BULELENG — Enam pemancing yang menjadi korban perahu terbalik di Perairan Sanggalangit, Kecamatan Gerokgak, Buleleng, berhasil dievakuasi dalam kondisi selamat oleh tim SAR gabungan. Peristiwa itu terjadi saat rombongan tengah memancing di tengah laut dan perahu tiba-tiba dihantam gelombang tinggi.
Kepala Kantor Pencarian dan Pertolongan (Basarnas) Bali, I Nyoman Sidakarya, membenarkan peristiwa tersebut. Ia menyebutkan bahwa seluruh korban merupakan warga lokal yang sehari-hari berprofesi sebagai nelayan dan pemancing.
"Kami menerima laporan sekitar pukul 09.00 Wita. Tim langsung bergerak ke lokasi setelah mendapat informasi dari masyarakat," ujar Sidakarya dalam keterangan resmi, Senin (17/3).
Peristiwa bermula saat enam pemancing berangkat dari Pantai Sanggalangit menuju titik pemancingan sekitar satu mil laut dari bibir pantai. Kondisi cuaca saat itu terpantau cerah, namun tiba-tiba gelombang setinggi dua meter muncul dan menghantam perahu dari samping.
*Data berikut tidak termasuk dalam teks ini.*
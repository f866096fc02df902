//! Configuración de variables de entorno
//!
//! Este módulo maneja la configuración del entorno: servidor, credenciales
//! de LINE y horario del aviso diario.

use std::env;
use std::str::FromStr;
use std::time::Duration;

use chrono_tz::Tz;
use thiserror::Error;

/// Error al leer la configuración
#[derive(Debug, Error)]
pub enum ConfigError {
    #[error("{name} has an invalid value '{value}'")]
    InvalidValue { name: &'static str, value: String },

    #[error("{name} must be between {min} and {max}, got {value}")]
    OutOfRange {
        name: &'static str,
        value: u32,
        min: u32,
        max: u32,
    },
}

/// Credenciales del canal LINE Messaging API
#[derive(Debug, Clone)]
pub struct LineConfig {
    pub channel_access_token: Option<String>,
    pub channel_secret: Option<String>,
    pub api_base_url: String,
}

impl LineConfig {
    /// El bot está operativo solo si tiene token y secreto
    pub fn is_configured(&self) -> bool {
        self.channel_access_token.is_some() && self.channel_secret.is_some()
    }
}

/// Horario del escaneo diario de vencimientos
#[derive(Debug, Clone)]
pub struct NotificationConfig {
    pub hour: u32,
    pub minute: u32,
    pub timezone: Tz,
    pub push_timeout: Duration,
}

/// Configuración del entorno
#[derive(Debug, Clone)]
pub struct EnvironmentConfig {
    pub environment: String,
    pub port: u16,
    pub host: String,
    pub database_url: Option<String>,
    pub db_max_connections: u32,
    pub line: LineConfig,
    pub notification: NotificationConfig,
}

impl Default for EnvironmentConfig {
    fn default() -> Self {
        Self {
            environment: "development".to_string(),
            port: 5001,
            host: "0.0.0.0".to_string(),
            database_url: None,
            db_max_connections: 10,
            line: LineConfig {
                channel_access_token: None,
                channel_secret: None,
                api_base_url: "https://api.line.me".to_string(),
            },
            notification: NotificationConfig {
                hour: 9,
                minute: 0,
                timezone: chrono_tz::Asia::Bangkok,
                push_timeout: Duration::from_secs(10),
            },
        }
    }
}

impl EnvironmentConfig {
    /// Leer la configuración desde variables de entorno (con valores por defecto)
    pub fn from_env() -> Result<Self, ConfigError> {
        let defaults = Self::default();

        let hour = parse_var("NOTIFY_HOUR", defaults.notification.hour)?;
        check_range("NOTIFY_HOUR", hour, 0, 23)?;
        let minute = parse_var("NOTIFY_MINUTE", defaults.notification.minute)?;
        check_range("NOTIFY_MINUTE", minute, 0, 59)?;
        let push_timeout_secs: u64 = parse_var("PUSH_TIMEOUT_SECS", 10)?;

        Ok(Self {
            environment: env::var("ENVIRONMENT").unwrap_or(defaults.environment),
            port: parse_var("PORT", defaults.port)?,
            host: env::var("HOST").unwrap_or(defaults.host),
            database_url: non_empty_var("DATABASE_URL"),
            db_max_connections: parse_var("DB_MAX_CONNECTIONS", defaults.db_max_connections)?,
            line: LineConfig {
                channel_access_token: non_empty_var("LINE_CHANNEL_ACCESS_TOKEN"),
                channel_secret: non_empty_var("LINE_CHANNEL_SECRET"),
                api_base_url: non_empty_var("LINE_API_BASE_URL")
                    .unwrap_or(defaults.line.api_base_url),
            },
            notification: NotificationConfig {
                hour,
                minute,
                timezone: parse_var("NOTIFY_TIMEZONE", defaults.notification.timezone)?,
                push_timeout: Duration::from_secs(push_timeout_secs),
            },
        })
    }

    /// Obtener la dirección del servidor
    pub fn server_url(&self) -> String {
        format!("{}:{}", self.host, self.port)
    }
}

fn non_empty_var(name: &str) -> Option<String> {
    env::var(name)
        .ok()
        .map(|v| v.trim().to_string())
        .filter(|v| !v.is_empty())
}

fn parse_var<T: FromStr>(name: &'static str, default: T) -> Result<T, ConfigError> {
    match non_empty_var(name) {
        Some(value) => value
            .parse()
            .map_err(|_| ConfigError::InvalidValue { name, value }),
        None => Ok(default),
    }
}

fn check_range(name: &'static str, value: u32, min: u32, max: u32) -> Result<(), ConfigError> {
    if value < min || value > max {
        return Err(ConfigError::OutOfRange {
            name,
            value,
            min,
            max,
        });
    }
    Ok(())
}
Perahu bermesin tempel itu langsung oleng dan terbalik dalam hitungan menit. Para korban sempat bertahan dengan berpegangan pada lambung perahu yang terbalik sambil menunggu pertolongan.
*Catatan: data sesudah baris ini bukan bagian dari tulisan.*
//! Modelos del sistema
//!
//! Este módulo contiene los modelos de datos que mapean
//! al schema PostgreSQL.

pub mod customer;

pub use customer::{Customer, NewCustomer};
Selain tim SAR gabungan, nelayan setempat yang melihat kejadian langsung meluncur menggunakan perahu kecil untuk membantu evakuasi. Enam korban berhasil diangkat ke perahu nelayan sebelum akhirnya diserahkan ke tim medis di dermaga.
Berikut data enam pemancing yang berhasil dievakuasi:
Seluruh korban dievakuasi dalam kondisi sadar dan tidak mengalami luka berat. Namun, dua orang di antaranya harus mendapatkan perawatan di Puskesmas Gerokgak karena mengalami hipotermia akibat terlalu lama terpapar air laut.
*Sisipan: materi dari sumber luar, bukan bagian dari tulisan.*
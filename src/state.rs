//! Shared application state
//!
//! Este módulo define el estado compartido de la aplicación que se pasa
//! a través del router de Axum. Almacén y canal de mensajería se inyectan
//! como trait objects; no hay estado global.

use std::sync::Arc;

use chrono::{NaiveDate, Utc};

use crate::config::environment::EnvironmentConfig;
use crate::repositories::customer_repository::CustomerStore;
use crate::services::line_messaging_service::MessagingClient;
use crate::services::reminder_service::ReminderJob;
use crate::services::scheduler::DailySchedule;

#[derive(Clone)]
pub struct AppState {
    pub store: Arc<dyn CustomerStore>,
    pub messenger: Arc<dyn MessagingClient>,
    pub config: EnvironmentConfig,
    pub reminder_job: ReminderJob,
}

impl AppState {
    pub fn new(
        store: Arc<dyn CustomerStore>,
        messenger: Arc<dyn MessagingClient>,
        config: EnvironmentConfig,
    ) -> Self {
        let reminder_job = ReminderJob::new(
            store.clone(),
            messenger.clone(),
            config.notification.push_timeout,
        );
        Self {
            store,
            messenger,
            config,
            reminder_job,
        }
    }

    pub fn schedule(&self) -> DailySchedule {
        DailySchedule::from(&self.config.notification)
    }

    /// Fecha actual en la zona horaria del taller
    pub fn today(&self) -> NaiveDate {
        self.schedule().local_date(Utc::now())
    }
}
Tim SAR gabungan yang diterjunkan terdiri dari personel Basarnas Bali, Polairud Buleleng, BPBD Buleleng, serta nelayan setempat. Operasi pencarian dinyatakan selesai setelah seluruh korban berhasil ditemukan dan dievakuasi.
Sidakarya mengimbau nelayan dan pemancing untuk selalu waspada terhadap perubahan cuaca ekstrem yang kerap terjadi di perairan utara Bali. "Kami minta selalu gunakan pelampung dan pantau prakiraan cuaca sebelum melaut," pungkasnya.